▸ **Task directions**: Identify each line in the records below that contains the word "series", and copy it.

▸ **Exercise inputs**:
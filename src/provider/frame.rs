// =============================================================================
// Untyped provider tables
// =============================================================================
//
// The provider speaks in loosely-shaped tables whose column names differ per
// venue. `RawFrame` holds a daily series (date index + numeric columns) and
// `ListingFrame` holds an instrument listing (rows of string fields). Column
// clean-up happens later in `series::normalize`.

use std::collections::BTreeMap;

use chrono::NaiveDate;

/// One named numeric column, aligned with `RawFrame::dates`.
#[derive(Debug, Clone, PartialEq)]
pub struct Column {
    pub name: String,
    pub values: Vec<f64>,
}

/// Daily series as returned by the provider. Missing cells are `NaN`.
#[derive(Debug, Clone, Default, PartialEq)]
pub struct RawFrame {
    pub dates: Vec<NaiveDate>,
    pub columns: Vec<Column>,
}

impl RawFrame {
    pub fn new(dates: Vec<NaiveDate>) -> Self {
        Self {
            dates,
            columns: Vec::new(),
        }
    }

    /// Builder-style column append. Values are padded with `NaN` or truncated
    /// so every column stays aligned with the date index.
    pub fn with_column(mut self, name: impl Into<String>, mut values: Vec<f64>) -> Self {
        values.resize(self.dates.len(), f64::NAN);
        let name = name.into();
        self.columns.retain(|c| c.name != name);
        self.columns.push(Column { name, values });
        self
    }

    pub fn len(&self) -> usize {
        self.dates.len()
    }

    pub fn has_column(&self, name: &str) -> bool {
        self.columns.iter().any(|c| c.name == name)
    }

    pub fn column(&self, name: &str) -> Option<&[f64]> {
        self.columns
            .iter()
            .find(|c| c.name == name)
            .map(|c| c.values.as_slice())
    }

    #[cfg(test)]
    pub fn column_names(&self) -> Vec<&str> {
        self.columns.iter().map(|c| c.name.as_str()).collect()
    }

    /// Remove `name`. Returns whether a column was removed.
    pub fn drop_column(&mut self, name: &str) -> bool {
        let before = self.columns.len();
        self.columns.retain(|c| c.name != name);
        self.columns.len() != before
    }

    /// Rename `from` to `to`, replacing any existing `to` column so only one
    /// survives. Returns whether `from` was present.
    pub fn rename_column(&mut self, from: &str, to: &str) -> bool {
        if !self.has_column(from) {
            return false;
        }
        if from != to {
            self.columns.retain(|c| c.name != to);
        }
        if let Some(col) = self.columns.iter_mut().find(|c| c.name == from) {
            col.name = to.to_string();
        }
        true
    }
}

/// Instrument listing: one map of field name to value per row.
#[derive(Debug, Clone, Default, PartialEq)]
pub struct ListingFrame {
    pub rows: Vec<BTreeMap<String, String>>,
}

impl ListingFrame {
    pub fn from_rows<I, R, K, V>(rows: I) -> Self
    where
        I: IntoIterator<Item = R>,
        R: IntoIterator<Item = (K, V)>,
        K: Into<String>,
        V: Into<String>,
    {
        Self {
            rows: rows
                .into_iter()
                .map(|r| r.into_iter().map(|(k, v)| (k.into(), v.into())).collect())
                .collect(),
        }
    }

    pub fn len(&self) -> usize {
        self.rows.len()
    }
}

--

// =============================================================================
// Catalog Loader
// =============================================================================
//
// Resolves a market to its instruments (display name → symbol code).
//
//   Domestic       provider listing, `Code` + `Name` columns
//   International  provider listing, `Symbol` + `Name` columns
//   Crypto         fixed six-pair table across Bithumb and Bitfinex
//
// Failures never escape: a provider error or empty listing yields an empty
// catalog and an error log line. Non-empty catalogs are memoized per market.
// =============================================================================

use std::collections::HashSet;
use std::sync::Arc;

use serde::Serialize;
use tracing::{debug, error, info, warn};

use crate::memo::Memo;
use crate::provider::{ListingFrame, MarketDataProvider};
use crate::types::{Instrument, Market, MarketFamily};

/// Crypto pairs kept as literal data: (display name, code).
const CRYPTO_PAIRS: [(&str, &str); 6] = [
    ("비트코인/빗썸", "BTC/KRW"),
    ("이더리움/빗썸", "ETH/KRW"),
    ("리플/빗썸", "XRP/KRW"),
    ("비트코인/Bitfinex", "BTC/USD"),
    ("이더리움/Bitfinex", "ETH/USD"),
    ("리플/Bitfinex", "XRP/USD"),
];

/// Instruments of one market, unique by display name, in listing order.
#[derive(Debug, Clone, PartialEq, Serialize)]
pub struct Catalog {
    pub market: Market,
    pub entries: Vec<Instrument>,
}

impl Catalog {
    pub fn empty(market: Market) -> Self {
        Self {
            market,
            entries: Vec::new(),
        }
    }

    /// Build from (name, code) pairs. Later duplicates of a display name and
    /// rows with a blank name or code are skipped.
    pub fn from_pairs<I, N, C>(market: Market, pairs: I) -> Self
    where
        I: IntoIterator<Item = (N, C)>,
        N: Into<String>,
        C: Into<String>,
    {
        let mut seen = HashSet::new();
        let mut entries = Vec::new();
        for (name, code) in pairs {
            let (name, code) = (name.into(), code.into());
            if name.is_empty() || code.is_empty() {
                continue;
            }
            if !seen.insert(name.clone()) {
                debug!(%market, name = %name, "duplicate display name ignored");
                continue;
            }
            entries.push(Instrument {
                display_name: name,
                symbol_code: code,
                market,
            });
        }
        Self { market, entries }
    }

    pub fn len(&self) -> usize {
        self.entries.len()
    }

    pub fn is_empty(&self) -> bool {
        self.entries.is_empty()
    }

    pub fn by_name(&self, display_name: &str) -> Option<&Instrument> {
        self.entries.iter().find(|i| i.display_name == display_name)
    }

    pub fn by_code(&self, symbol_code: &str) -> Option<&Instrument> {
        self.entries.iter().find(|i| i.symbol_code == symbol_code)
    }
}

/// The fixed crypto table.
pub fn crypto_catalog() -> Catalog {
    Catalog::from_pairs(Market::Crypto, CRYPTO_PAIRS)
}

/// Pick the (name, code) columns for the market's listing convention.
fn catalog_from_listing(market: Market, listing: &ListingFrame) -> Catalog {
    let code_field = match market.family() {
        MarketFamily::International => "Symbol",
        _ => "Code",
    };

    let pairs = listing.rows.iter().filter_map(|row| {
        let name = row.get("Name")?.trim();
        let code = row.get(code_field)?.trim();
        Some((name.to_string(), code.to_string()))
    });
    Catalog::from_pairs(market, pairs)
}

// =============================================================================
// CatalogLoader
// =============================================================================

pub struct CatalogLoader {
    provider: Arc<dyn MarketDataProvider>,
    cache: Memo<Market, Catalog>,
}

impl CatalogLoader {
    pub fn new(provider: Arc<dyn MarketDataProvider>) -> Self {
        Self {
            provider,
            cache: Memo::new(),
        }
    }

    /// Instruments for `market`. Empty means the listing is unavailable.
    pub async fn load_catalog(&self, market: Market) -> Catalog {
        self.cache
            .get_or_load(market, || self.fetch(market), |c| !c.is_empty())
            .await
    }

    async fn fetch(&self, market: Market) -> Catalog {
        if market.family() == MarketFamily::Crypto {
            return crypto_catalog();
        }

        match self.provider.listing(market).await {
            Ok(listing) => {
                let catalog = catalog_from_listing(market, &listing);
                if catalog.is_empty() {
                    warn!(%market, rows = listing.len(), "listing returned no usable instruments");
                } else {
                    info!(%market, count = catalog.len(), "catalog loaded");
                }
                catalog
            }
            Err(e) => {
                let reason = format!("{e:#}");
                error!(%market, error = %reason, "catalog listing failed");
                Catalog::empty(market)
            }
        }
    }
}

▸ **Task result**:
// venue. `RawFrame` holds a daily series (date index + numeric columns) and
// clean-up happens later in `series::normalize`.
/// Daily series as returned by the provider. Missing cells are `NaN`.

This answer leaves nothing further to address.